Where a line holds the word "StoreConfig", copy that line from the data below.

--- START ---

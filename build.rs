use std::process::Command;

/// Run git and return trimmed stdout on success
fn git(args: &[&str]) -> Option<String> {
    let output = Command::new("git").args(args).output().ok()?;
    output
        .status
        .success()
        .then(|| String::from_utf8_lossy(&output.stdout).trim().to_string())
}

fn main() {
    // Logged at startup so journal files can be matched to the binary that wrote them
    let git_hash = match git(&["rev-parse", "--short", "HEAD"]) {
        Some(hash) if git(&["diff", "--quiet"]).is_none() => format!("{}-dirty", hash),
        Some(hash) => hash,
        None => "unknown".to_string(),
    };

    println!("cargo:rustc-env=GIT_HASH={}", git_hash);
    println!("cargo:rerun-if-changed=.git/HEAD");
    println!("cargo:rerun-if-changed=.git/refs/heads");
}
//! Crate-level properties: conservation under a mixed workload, recovery
//! from snapshot + journal, torn-tail truncation and restart reconciliation.

use rust_decimal::Decimal;
use std::fs::OpenOptions;
use std::io::Write;
use std::str::FromStr;
use std::sync::Arc;

use bgt_ledger::transaction::TopupPolicy;
use bgt_ledger::{
    Account, EntryMeta, Idempotency, LedgerPolicy, LedgerStore, Operation, Pool, ReferralConfig,
    RequestFingerprint, StoreConfig, TransactionCoordinator,
};

const USDT: u64 = 1_000_000;

fn referral() -> ReferralConfig {
    ReferralConfig {
        rate: Decimal::from_str("0.05").unwrap(),
        signup_bonus: Decimal::from_str("0.1").unwrap(),
    }
}

fn policy() -> LedgerPolicy {
    LedgerPolicy {
        topup: TopupPolicy::CreditSpendable,
        ..LedgerPolicy::default()
    }
}

fn coordinator(store: &Arc<LedgerStore>) -> TransactionCoordinator {
    TransactionCoordinator::new(Arc::clone(store), &referral(), policy()).unwrap()
}

fn temp_config(name: &str) -> StoreConfig {
    let dir = format!("target/test_{}_{}", name, std::process::id());
    let _ = std::fs::remove_dir_all(&dir);
    let mut cfg = StoreConfig::new(&dir);
    cfg.snapshot_event_threshold = 5;
    cfg
}

fn cleanup(cfg: &StoreConfig) {
    let _ = std::fs::remove_dir_all(&cfg.data_dir);
}

fn sorted_accounts(store: &LedgerStore) -> Vec<Account> {
    let mut accounts = store.accounts();
    accounts.sort_by_key(|a| a.user_id());
    accounts
}

fn assert_invariants(store: &LedgerStore) {
    let mut total: u128 = 0;
    for account in store.accounts() {
        assert_eq!(
            account.balance(Pool::Held) as u128,
            account.open_hold_total(),
            "held diverged from open holds for user {}",
            account.user_id()
        );
        assert_eq!(
            account.balance(Pool::WithdrawalProcessing) as u128,
            account.open_withdrawal_total(),
            "withdrawal_processing diverged from open requests for user {}",
            account.user_id()
        );
        total += account.pools().total();
    }
    let net: i128 = store.all_entries().iter().map(|e| e.net_effect()).sum();
    assert_eq!(total as i128, net);
}

/// Runs a fixed mix of operations; returns the number that committed
async fn workload(c: &TransactionCoordinator) -> usize {
    c.open_account(1, None).await.unwrap();
    c.open_account(2, Some(1)).await.unwrap();
    c.open_account(3, Some(2)).await.unwrap();

    // Deterministic LCG keeps the sequence reproducible
    let mut seed: u64 = 0x2545_F491_4F6C_DD1D;
    let mut committed = 0;
    for i in 0..120u64 {
        seed = seed.wrapping_mul(6364136223846793005).wrapping_add(1442695040888963407);
        let user = 1 + (seed >> 33) % 3;
        let amount = (1 + (seed >> 40) % 50) * USDT / 2;
        let key = format!("op-{}", i);
        let item = format!("item-{}", i % 7);
        let result = match (seed >> 20) % 8 {
            0 => c.topup(user, amount, &key).await.map(|_| ()),
            1 => c.record_sale(user, &item, amount, &key).await.map(|_| ()),
            2 => c.confirm_sale(user, &item, &key).await.map(|_| ()),
            3 => c.void_sale(user, &item, &key).await.map(|_| ()),
            4 => c.record_purchase(user, &item, amount, &key).await.map(|_| ()),
            5 => c.reserve_purchase(user, &item, amount, &key).await.map(|_| ()),
            6 => c.request_withdrawal(user, amount, None, &key).await.map(|_| ()),
            7 if i % 2 == 0 => c.fail_withdrawal(user, amount, &key).await.map(|_| ()),
            _ => c.confirm_withdrawal(user, amount, &key).await.map(|_| ()),
        };
        if result.is_ok() {
            committed += 1;
        }
        assert_invariants(c.store());
    }
    committed
}

#[tokio::test]
async fn conservation_holds_across_mixed_workload() {
    let store = Arc::new(LedgerStore::in_memory(StoreConfig::new("unused")));
    let c = coordinator(&store);
    let committed = workload(&c).await;
    assert!(committed > 0);
    assert_invariants(&store);
}

#[tokio::test]
async fn recovery_reproduces_balances_entries_and_receipts() {
    let cfg = temp_config("ledger_recovery_roundtrip");
    let (before_accounts, before_entries) = {
        let store = Arc::new(LedgerStore::open(cfg.clone()).unwrap());
        let c = coordinator(&store);
        workload(&c).await;
        (sorted_accounts(&store), store.all_entries())
    };

    let store = Arc::new(LedgerStore::open(cfg.clone()).unwrap());
    assert_eq!(sorted_accounts(&store), before_accounts);
    assert_eq!(store.all_entries(), before_entries);
    assert_invariants(&store);

    // A retried top-up after restart is answered from its receipt
    let c = coordinator(&store);
    c.topup(1, USDT, "retry-after-restart").await.unwrap();
    let replay = c.topup(1, USDT, "retry-after-restart").await.unwrap();
    assert!(replay.replayed);

    drop(c);
    drop(store);
    let store = LedgerStore::open(cfg.clone()).unwrap();
    let receipt = store.receipt(1, "retry-after-restart").unwrap();
    assert!(receipt.replayed);
    assert_eq!(receipt.entries.len(), 1);

    // The request behind the key survives the restart too
    let c = coordinator(&Arc::new(store));
    assert!(c.topup(1, USDT, "retry-after-restart").await.unwrap().replayed);
    assert!(matches!(
        c.topup(1, 2 * USDT, "retry-after-restart").await,
        Err(bgt_ledger::LedgerError::Conflict(_))
    ));

    cleanup(&cfg);
}

#[tokio::test]
async fn torn_journal_tail_is_truncated() {
    let mut cfg = temp_config("ledger_torn_tail");
    cfg.snapshot_event_threshold = 0;
    {
        let store = Arc::new(LedgerStore::open(cfg.clone()).unwrap());
        let c = coordinator(&store);
        c.open_account(1, None).await.unwrap();
        c.topup(1, 10 * USDT, "top-1").await.unwrap();
    }

    // Simulate a crash mid-append
    let mut wal = OpenOptions::new().append(true).open(cfg.wal_file()).unwrap();
    wal.write_all(&[0xAB; 10]).unwrap();
    drop(wal);

    {
        let store = Arc::new(LedgerStore::open(cfg.clone()).unwrap());
        assert_eq!(store.get(1).unwrap().balance(Pool::Spendable), 10 * USDT);
        let c = coordinator(&store);
        c.topup(1, 5 * USDT, "top-2").await.unwrap();
    }

    let store = LedgerStore::open(cfg.clone()).unwrap();
    assert_eq!(store.get(1).unwrap().balance(Pool::Spendable), 15 * USDT);
    assert_eq!(store.entries(1).unwrap().len(), 2);

    cleanup(&cfg);
}

#[tokio::test]
async fn restart_reconciliation_pays_missing_commission_once() {
    let cfg = temp_config("ledger_restart_reconcile");
    {
        let store = Arc::new(LedgerStore::open(cfg.clone()).unwrap());
        let c = coordinator(&store);
        c.open_account(1, None).await.unwrap();
        c.open_account(2, Some(1)).await.unwrap();
        c.topup(2, 20 * USDT, "top-1").await.unwrap();

        // Purchase committed without its commission, as if the process died
        let purchase = Idempotency::new(
            "buy-1",
            RequestFingerprint::new(Operation::Purchase)
                .amount(20 * USDT)
                .item("acc-1"),
        );
        c.engine()
            .post(2, Some(&purchase), |p| {
                p.debit(
                    Pool::Spendable,
                    20 * USDT,
                    EntryMeta::new(Operation::Purchase).item("acc-1"),
                )?;
                p.count_bought()
            })
            .await
            .unwrap();
    }

    {
        let store = Arc::new(LedgerStore::open(cfg.clone()).unwrap());
        let c = coordinator(&store);
        let report = c.reconcile().await.unwrap();
        assert_eq!(report.commissions_repaired, 1);
        assert_eq!(report.commission_amount, USDT as u128);
        // Sign-up bonus 0.1 plus 5% of 20
        assert_eq!(store.get(1).unwrap().referral_earnings(), 1_100_000);
    }

    let store = Arc::new(LedgerStore::open(cfg.clone()).unwrap());
    let c = coordinator(&store);
    assert!(c.reconcile().await.unwrap().is_clean());
    assert_eq!(store.get(1).unwrap().referral_earnings(), 1_100_000);

    cleanup(&cfg);
}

--- END ---

Response area:
    RequestFingerprint, StoreConfig, TransactionCoordinator,
fn temp_config(name: &str) -> StoreConfig {
    let mut cfg = StoreConfig::new(&dir);
fn cleanup(cfg: &StoreConfig) {
    let store = Arc::new(LedgerStore::in_memory(StoreConfig::new("unused")));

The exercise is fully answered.